*PROBLEM TO SOLVE*
Given the material below, return only the lines starting at the line with "dirs.insert(dir.to_path_buf());" and ending at the line with "error only if", exactly as they appear.

*INFORMATION SHOWN*
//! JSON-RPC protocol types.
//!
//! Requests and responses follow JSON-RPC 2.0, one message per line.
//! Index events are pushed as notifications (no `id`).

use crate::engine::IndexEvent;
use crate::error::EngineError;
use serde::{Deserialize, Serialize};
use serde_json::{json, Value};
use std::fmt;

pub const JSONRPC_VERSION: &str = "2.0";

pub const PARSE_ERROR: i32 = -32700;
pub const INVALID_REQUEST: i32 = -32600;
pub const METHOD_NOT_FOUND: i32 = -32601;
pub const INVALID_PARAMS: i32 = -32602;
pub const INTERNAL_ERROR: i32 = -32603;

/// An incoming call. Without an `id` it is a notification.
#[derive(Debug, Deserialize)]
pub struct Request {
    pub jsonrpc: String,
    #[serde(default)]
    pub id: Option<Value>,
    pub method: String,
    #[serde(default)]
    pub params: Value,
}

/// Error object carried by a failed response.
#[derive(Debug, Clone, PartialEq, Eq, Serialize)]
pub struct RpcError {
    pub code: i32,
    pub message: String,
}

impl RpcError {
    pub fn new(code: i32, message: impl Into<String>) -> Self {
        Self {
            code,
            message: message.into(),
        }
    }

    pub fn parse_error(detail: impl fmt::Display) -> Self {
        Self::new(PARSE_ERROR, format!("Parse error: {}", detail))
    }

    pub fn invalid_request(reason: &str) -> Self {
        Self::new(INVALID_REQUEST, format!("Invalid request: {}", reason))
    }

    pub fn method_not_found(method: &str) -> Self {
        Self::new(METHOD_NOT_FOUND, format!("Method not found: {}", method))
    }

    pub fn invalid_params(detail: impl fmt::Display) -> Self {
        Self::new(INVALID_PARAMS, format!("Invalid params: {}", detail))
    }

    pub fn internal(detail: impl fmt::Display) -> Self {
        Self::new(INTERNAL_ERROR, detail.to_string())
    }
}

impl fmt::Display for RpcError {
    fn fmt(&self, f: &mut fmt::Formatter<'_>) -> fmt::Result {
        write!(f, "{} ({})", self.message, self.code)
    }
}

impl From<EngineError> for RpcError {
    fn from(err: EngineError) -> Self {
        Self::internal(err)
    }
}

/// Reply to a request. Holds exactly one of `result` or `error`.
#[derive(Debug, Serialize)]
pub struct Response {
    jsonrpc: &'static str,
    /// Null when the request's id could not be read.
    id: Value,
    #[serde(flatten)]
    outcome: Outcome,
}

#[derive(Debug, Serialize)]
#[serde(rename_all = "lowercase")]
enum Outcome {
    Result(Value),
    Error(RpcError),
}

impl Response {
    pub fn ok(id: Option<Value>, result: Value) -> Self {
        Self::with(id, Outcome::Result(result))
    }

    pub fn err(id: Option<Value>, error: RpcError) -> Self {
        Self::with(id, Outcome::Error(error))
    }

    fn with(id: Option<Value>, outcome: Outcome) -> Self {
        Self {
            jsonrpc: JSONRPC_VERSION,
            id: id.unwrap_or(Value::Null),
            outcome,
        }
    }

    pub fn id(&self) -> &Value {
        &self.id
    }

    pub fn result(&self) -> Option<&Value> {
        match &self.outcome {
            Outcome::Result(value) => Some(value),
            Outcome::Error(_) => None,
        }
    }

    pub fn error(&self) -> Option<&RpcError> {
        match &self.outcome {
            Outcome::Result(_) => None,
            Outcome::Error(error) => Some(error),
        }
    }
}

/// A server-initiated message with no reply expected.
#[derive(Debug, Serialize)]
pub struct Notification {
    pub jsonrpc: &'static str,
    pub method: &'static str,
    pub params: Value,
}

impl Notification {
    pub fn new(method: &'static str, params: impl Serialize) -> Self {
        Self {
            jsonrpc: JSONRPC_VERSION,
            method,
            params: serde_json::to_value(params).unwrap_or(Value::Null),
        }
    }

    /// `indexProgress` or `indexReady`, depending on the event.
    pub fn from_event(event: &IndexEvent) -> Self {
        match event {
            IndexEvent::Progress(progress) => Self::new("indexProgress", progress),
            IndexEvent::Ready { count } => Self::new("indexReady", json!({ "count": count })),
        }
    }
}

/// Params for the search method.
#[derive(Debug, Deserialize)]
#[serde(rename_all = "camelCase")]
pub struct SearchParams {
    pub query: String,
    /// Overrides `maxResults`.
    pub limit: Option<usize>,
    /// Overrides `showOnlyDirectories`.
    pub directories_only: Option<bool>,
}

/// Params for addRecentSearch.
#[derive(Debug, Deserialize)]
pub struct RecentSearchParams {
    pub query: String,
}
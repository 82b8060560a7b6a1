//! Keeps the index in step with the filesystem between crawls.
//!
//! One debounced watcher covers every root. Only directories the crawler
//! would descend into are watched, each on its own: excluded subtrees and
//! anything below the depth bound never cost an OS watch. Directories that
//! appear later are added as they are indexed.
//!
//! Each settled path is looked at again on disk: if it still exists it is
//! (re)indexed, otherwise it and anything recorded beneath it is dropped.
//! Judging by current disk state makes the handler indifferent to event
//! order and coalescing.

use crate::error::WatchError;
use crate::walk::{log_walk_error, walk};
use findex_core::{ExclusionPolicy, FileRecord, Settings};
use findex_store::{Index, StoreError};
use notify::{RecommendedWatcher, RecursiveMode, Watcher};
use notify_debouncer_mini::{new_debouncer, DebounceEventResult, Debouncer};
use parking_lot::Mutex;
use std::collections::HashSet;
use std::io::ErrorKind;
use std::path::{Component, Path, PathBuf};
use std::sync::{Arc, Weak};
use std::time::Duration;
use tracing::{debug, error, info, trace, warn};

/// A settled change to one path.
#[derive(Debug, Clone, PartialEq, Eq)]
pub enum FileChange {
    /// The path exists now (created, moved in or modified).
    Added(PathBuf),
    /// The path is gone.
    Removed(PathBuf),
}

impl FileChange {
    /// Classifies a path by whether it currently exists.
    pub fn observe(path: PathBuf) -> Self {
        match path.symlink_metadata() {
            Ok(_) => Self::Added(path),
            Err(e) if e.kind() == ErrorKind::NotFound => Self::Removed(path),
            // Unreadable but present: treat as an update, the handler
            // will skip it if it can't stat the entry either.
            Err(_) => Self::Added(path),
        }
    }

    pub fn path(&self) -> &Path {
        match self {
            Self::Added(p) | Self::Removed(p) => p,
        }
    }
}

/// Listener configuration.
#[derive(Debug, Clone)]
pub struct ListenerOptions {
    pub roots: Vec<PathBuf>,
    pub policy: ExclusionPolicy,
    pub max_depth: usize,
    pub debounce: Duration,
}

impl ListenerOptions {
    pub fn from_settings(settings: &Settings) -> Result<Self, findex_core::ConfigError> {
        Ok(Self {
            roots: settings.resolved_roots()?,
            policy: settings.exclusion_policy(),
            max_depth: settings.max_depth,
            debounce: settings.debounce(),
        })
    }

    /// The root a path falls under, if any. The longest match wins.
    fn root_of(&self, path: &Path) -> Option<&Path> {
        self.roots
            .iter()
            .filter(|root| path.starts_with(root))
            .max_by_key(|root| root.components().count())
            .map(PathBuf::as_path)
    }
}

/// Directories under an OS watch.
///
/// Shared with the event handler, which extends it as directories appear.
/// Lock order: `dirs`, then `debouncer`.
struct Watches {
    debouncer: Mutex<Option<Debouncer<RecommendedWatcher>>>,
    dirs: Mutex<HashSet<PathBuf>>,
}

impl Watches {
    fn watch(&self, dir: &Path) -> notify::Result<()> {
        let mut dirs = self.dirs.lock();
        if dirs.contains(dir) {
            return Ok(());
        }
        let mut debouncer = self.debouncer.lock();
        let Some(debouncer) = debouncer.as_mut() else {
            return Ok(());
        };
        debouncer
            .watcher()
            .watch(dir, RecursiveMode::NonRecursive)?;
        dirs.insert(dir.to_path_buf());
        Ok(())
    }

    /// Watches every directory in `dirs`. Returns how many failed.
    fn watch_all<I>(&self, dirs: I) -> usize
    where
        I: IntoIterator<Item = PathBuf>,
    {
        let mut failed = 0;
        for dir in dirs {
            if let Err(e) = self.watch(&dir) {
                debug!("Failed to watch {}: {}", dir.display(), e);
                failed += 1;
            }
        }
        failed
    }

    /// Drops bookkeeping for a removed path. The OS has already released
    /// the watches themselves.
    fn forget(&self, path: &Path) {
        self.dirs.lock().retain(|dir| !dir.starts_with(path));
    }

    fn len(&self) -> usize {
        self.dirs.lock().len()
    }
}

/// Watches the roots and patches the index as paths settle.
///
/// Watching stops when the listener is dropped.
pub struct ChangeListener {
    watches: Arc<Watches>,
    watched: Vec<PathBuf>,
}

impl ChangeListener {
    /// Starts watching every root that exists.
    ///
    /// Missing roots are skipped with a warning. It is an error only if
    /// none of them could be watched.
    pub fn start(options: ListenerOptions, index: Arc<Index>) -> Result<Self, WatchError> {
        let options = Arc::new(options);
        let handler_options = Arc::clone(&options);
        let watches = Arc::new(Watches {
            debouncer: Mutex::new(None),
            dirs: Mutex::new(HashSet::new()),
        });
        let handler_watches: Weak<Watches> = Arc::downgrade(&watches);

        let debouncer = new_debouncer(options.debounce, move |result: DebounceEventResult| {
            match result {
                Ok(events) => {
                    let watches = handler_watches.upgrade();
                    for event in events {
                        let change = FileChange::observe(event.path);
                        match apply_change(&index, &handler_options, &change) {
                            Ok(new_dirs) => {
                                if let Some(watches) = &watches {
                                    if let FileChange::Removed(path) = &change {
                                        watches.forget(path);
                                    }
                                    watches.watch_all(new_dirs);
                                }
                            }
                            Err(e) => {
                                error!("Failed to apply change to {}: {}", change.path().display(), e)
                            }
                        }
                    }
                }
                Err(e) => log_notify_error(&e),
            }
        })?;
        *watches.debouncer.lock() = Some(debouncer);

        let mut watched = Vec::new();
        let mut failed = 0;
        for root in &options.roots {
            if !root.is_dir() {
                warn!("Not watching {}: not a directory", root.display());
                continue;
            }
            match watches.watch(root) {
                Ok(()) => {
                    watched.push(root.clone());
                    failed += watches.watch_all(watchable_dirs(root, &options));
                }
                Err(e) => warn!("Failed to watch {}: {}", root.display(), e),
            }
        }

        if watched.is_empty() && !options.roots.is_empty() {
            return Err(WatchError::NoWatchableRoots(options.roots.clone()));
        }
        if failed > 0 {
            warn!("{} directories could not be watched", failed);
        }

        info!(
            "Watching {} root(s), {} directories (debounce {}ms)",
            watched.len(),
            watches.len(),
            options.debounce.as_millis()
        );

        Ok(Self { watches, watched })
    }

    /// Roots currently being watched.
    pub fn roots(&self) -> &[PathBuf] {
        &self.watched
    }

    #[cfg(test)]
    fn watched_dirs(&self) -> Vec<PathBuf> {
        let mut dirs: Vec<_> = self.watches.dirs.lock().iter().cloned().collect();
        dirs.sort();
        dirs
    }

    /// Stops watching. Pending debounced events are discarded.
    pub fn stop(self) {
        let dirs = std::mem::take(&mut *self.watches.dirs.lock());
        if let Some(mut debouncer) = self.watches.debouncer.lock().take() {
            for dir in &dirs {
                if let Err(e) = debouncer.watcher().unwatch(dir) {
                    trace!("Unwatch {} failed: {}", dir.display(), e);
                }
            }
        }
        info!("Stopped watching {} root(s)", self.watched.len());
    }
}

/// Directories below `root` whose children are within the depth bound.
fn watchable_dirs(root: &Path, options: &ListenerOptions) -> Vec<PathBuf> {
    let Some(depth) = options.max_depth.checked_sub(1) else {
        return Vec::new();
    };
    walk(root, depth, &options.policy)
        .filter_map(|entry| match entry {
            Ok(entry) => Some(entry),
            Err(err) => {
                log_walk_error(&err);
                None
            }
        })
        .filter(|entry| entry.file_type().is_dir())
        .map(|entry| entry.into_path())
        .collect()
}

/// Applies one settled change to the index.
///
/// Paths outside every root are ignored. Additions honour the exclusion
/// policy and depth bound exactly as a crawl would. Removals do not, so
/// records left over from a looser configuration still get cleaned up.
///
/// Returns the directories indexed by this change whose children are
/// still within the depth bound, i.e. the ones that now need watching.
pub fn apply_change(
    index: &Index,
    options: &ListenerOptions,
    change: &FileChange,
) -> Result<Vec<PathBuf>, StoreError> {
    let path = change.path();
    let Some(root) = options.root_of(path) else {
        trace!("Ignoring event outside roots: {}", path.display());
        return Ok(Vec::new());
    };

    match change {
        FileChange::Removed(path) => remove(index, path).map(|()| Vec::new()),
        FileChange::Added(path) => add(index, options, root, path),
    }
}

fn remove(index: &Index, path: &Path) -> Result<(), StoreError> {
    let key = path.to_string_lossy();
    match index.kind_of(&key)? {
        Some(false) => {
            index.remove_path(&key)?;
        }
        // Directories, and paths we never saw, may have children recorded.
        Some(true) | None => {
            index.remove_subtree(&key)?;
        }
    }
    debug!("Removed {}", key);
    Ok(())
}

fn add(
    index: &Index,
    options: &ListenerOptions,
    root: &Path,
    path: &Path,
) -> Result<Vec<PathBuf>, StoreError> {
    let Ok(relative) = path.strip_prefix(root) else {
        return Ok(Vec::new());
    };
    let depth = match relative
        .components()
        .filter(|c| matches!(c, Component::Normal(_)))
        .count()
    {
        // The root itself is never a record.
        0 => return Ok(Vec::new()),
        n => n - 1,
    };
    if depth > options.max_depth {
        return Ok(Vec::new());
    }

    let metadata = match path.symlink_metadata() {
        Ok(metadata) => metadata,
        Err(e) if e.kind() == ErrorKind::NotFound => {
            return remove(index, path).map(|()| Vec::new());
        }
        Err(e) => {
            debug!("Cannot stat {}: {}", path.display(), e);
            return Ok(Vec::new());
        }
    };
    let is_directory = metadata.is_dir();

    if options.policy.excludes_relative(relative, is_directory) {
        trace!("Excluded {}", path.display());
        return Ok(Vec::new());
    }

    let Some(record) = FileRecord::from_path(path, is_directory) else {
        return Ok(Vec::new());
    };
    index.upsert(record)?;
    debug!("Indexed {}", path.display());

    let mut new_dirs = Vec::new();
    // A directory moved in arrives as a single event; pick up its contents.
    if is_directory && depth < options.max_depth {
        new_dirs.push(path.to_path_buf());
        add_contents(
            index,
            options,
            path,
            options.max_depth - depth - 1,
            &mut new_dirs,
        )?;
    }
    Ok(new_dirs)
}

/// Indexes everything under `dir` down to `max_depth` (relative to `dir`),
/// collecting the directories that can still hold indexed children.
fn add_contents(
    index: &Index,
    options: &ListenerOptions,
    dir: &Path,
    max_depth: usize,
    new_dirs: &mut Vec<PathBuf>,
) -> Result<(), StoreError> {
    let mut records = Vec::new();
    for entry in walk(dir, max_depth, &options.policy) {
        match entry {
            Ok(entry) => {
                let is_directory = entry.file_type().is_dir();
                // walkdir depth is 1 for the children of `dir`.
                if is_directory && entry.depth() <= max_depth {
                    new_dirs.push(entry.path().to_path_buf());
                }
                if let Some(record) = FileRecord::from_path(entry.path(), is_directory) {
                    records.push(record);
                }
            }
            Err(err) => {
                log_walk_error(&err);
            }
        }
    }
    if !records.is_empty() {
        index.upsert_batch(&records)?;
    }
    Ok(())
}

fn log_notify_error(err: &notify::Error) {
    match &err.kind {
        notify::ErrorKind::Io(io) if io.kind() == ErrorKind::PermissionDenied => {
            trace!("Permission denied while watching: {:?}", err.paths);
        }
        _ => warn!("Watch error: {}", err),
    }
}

*RESULT*
        dirs.insert(dir.to_path_buf());
        Ok(())
    }

    /// Watches every directory in `dirs`. Returns how many failed.
    fn watch_all<I>(&self, dirs: I) -> usize
    where
        I: IntoIterator<Item = PathBuf>,
    {
        let mut failed = 0;
        for dir in dirs {
            if let Err(e) = self.watch(&dir) {
                debug!("Failed to watch {}: {}", dir.display(), e);
                failed += 1;
            }
        }
        failed
    }

    /// Drops bookkeeping for a removed path. The OS has already released
    /// the watches themselves.
    fn forget(&self, path: &Path) {
        self.dirs.lock().retain(|dir| !dir.starts_with(path));
    }

    fn len(&self) -> usize {
        self.dirs.lock().len()
    }
}

/// Watches the roots and patches the index as paths settle.
///
/// Watching stops when the listener is dropped.
pub struct ChangeListener {
    watches: Arc<Watches>,
    watched: Vec<PathBuf>,
}

impl ChangeListener {
    /// Starts watching every root that exists.
    ///
    /// Missing roots are skipped with a warning. It is an error only if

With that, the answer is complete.